EXERCISE DATA:
↓

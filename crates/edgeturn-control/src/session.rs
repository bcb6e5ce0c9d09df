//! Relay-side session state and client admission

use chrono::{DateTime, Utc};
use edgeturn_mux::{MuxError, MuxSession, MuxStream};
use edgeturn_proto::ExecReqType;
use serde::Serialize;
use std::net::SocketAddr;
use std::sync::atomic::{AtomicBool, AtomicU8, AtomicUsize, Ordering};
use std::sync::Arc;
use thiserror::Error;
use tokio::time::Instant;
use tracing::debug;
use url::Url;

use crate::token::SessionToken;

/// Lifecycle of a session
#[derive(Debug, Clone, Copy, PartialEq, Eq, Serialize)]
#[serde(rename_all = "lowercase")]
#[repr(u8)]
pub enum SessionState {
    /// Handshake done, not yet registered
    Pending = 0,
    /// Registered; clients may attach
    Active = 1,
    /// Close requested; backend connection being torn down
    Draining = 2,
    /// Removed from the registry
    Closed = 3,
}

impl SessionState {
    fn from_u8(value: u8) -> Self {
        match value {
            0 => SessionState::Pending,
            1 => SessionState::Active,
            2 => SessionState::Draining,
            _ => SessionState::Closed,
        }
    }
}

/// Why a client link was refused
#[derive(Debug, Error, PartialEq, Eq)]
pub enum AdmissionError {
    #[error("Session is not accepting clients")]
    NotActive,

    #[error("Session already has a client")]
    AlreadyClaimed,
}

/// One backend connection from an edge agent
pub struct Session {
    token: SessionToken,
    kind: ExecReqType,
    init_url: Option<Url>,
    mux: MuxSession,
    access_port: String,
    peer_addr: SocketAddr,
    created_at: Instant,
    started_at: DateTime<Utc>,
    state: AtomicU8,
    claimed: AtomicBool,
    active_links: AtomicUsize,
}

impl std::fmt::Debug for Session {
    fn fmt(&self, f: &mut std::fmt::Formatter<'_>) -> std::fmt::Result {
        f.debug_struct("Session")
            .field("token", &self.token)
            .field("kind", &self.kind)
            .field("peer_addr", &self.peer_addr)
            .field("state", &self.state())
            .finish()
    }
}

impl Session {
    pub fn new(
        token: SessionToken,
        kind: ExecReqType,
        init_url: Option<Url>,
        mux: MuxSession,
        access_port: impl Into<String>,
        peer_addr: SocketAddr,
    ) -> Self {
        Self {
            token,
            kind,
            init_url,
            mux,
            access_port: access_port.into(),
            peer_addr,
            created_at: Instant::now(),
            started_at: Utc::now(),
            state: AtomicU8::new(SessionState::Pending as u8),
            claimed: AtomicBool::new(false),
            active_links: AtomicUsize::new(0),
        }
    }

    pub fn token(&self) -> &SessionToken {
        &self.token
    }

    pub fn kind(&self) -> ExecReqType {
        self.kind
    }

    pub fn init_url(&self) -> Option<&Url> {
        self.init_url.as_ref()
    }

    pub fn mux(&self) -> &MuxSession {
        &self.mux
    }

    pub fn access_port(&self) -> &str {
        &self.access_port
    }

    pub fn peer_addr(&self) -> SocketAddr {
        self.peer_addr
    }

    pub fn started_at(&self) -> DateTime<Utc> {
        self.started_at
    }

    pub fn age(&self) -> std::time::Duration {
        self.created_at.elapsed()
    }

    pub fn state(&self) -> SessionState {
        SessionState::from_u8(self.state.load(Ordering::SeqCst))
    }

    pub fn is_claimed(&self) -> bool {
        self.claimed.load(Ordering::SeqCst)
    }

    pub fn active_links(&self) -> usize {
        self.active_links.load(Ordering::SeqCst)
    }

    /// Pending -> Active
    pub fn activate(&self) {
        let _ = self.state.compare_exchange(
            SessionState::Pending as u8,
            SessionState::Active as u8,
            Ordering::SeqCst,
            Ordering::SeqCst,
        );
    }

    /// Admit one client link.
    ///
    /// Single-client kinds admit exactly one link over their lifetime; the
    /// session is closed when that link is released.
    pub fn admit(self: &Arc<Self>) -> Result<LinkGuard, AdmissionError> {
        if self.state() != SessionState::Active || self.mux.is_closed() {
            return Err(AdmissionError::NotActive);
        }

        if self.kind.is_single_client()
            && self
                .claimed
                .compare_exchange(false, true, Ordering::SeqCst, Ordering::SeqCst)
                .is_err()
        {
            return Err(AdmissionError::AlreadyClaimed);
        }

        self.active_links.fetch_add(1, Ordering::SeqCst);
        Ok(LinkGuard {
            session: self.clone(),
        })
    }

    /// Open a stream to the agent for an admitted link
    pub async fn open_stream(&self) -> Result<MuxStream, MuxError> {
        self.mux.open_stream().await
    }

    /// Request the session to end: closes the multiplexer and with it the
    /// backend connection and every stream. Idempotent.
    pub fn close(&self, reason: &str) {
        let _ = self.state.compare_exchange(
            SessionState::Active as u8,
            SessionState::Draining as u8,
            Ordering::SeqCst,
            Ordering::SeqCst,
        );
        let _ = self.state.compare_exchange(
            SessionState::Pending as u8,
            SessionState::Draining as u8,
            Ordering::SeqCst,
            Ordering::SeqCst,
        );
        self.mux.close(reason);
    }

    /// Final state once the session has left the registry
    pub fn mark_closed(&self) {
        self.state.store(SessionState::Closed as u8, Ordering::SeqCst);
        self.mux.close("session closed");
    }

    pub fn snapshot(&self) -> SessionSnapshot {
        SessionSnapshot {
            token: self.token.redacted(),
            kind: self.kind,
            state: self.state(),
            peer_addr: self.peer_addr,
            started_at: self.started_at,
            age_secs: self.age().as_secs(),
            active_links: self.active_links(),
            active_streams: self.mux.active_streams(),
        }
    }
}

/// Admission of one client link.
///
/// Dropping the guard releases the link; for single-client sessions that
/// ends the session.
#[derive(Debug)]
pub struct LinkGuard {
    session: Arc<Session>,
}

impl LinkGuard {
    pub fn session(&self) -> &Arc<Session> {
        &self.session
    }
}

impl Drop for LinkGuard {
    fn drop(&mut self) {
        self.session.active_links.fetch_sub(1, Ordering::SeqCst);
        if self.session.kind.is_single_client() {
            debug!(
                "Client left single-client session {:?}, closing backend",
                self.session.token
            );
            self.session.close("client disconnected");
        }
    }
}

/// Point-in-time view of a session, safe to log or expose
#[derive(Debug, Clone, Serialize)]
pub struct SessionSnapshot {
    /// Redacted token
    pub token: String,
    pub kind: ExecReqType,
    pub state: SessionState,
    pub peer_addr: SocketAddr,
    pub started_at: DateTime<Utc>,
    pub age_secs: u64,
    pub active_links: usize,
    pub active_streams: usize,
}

↑

Write the data out again in full and exactly.

OUTPUT OF THE EXERCISE:
filename crates/edgeturn-control/src/session.rs
repository bcb6e5ce0c9d09df
//! Relay-side session state and client admission

use chrono::{DateTime, Utc};
use edgeturn_mux::{MuxError, MuxSession, MuxStream};
use edgeturn_proto::ExecReqType;
use serde::Serialize;
use std::net::SocketAddr;
use std::sync::atomic::{AtomicBool, AtomicU8, AtomicUsize, Ordering};
use std::sync::Arc;
use thiserror::Error;
use tokio::time::Instant;
use tracing::debug;
use url::Url;

use crate::token::SessionToken;

/// Lifecycle of a session
#[derive(Debug, Clone, Copy, PartialEq, Eq, Serialize)]
#[serde(rename_all = "lowercase")]
#[repr(u8)]
pub enum SessionState {
    /// Handshake done, not yet registered
    Pending = 0,
    /// Registered; clients may attach
    Active = 1,
    /// Close requested; backend connection being torn down
    Draining = 2,
    /// Removed from the registry
    Closed = 3,
}

impl SessionState {
    fn from_u8(value: u8) -> Self {
        match value {
            0 => SessionState::Pending,
            1 => SessionState::Active,
            2 => SessionState::Draining,
            _ => SessionState::Closed,
        }
    }
}

/// Why a client link was refused
#[derive(Debug, Error, PartialEq, Eq)]
pub enum AdmissionError {
    #[error("Session is not accepting clients")]
    NotActive,

    #[error("Session already has a client")]
    AlreadyClaimed,
}

/// One backend connection from an edge agent
pub struct Session {
    token: SessionToken,
    kind: ExecReqType,
    init_url: Option<Url>,
    mux: MuxSession,
    access_port: String,
    peer_addr: SocketAddr,
    created_at: Instant,
    started_at: DateTime<Utc>,
    state: AtomicU8,
    claimed: AtomicBool,
    active_links: AtomicUsize,
}

impl std::fmt::Debug for Session {
    fn fmt(&self, f: &mut std::fmt::Formatter<'_>) -> std::fmt::Result {
        f.debug_struct("Session")
            .field("token", &self.token)
            .field("kind", &self.kind)
            .field("peer_addr", &self.peer_addr)
            .field("state", &self.state())
            .finish()
    }
}

impl Session {
    pub fn new(
        token: SessionToken,
        kind: ExecReqType,
        init_url: Option<Url>,
        mux: MuxSession,
        access_port: impl Into<String>,
        peer_addr: SocketAddr,
    ) -> Self {
        Self {
            token,
            kind,
            init_url,
            mux,
            access_port: access_port.into(),
            peer_addr,
            created_at: Instant::now(),
            started_at: Utc::now(),
            state: AtomicU8::new(SessionState::Pending as u8),
            claimed: AtomicBool::new(false),
            active_links: AtomicUsize::new(0),
        }
    }

    pub fn token(&self) -> &SessionToken {
        &self.token
    }

    pub fn kind(&self) -> ExecReqType {
        self.kind
    }

    pub fn init_url(&self) -> Option<&Url> {
        self.init_url.as_ref()
    }

    pub fn mux(&self) -> &MuxSession {
        &self.mux
    }

    pub fn access_port(&self) -> &str {
        &self.access_port
    }

    pub fn peer_addr(&self) -> SocketAddr {
        self.peer_addr
    }

    pub fn started_at(&self) -> DateTime<Utc> {
        self.started_at
    }

    pub fn age(&self) -> std::time::Duration {
        self.created_at.elapsed()
    }

    pub fn state(&self) -> SessionState {
        SessionState::from_u8(self.state.load(Ordering::SeqCst))
    }

    pub fn is_claimed(&self) -> bool {
        self.claimed.load(Ordering::SeqCst)
    }

    pub fn active_links(&self) -> usize {
        self.active_links.load(Ordering::SeqCst)
    }

    /// Pending -> Active
    pub fn activate(&self) {
        let _ = self.state.compare_exchange(
            SessionState::Pending as u8,
            SessionState::Active as u8,
            Ordering::SeqCst,
            Ordering::SeqCst,
        );
    }

    /// Admit one client link.
    ///
    /// Single-client kinds admit exactly one link over their lifetime; the
    /// session is closed when that link is released.
    pub fn admit(self: &Arc<Self>) -> Result<LinkGuard, AdmissionError> {
        if self.state() != SessionState::Active || self.mux.is_closed() {
            return Err(AdmissionError::NotActive);
        }

        if self.kind.is_single_client()
            && self
                .claimed
                .compare_exchange(false, true, Ordering::SeqCst, Ordering::SeqCst)
                .is_err()
        {
            return Err(AdmissionError::AlreadyClaimed);
        }

        self.active_links.fetch_add(1, Ordering::SeqCst);
        Ok(LinkGuard {
            session: self.clone(),
        })
    }

    /// Open a stream to the agent for an admitted link
    pub async fn open_stream(&self) -> Result<MuxStream, MuxError> {
        self.mux.open_stream().await
    }

    /// Request the session to end: closes the multiplexer and with it the
    /// backend connection and every stream. Idempotent.
    pub fn close(&self, reason: &str) {
        let _ = self.state.compare_exchange(
            SessionState::Active as u8,
            SessionState::Draining as u8,
            Ordering::SeqCst,
            Ordering::SeqCst,
        );
        let _ = self.state.compare_exchange(
            SessionState::Pending as u8,
            SessionState::Draining as u8,
            Ordering::SeqCst,
            Ordering::SeqCst,
        );
        self.mux.close(reason);
    }

    /// Final state once the session has left the registry
    pub fn mark_closed(&self) {
        self.state.store(SessionState::Closed as u8, Ordering::SeqCst);
        self.mux.close("session closed");
    }

    pub fn snapshot(&self) -> SessionSnapshot {
        SessionSnapshot {
            token: self.token.redacted(),
            kind: self.kind,
            state: self.state(),
            peer_addr: self.peer_addr,
            started_at: self.started_at,
            age_secs: self.age().as_secs(),
            active_links: self.active_links(),
            active_streams: self.mux.active_streams(),
        }
    }
}

/// Admission of one client link.
///
/// Dropping the guard releases the link; for single-client sessions that
/// ends the session.
#[derive(Debug)]
pub struct LinkGuard {
    session: Arc<Session>,
}

impl LinkGuard {
    pub fn session(&self) -> &Arc<Session> {
        &self.session
    }
}

impl Drop for LinkGuard {
    fn drop(&mut self) {
        self.session.active_links.fetch_sub(1, Ordering::SeqCst);
        if self.session.kind.is_single_client() {
            debug!(
                "Client left single-client session {:?}, closing backend",
                self.session.token
            );
            self.session.close("client disconnected");
        }
    }
}

/// Point-in-time view of a session, safe to log or expose
#[derive(Debug, Clone, Serialize)]
pub struct SessionSnapshot {
    /// Redacted token
    pub token: String,
    pub kind: ExecReqType,
    pub state: SessionState,
    pub peer_addr: SocketAddr,
    pub started_at: DateTime<Utc>,
    pub age_secs: u64,
    pub active_links: usize,
    pub active_streams: usize,
}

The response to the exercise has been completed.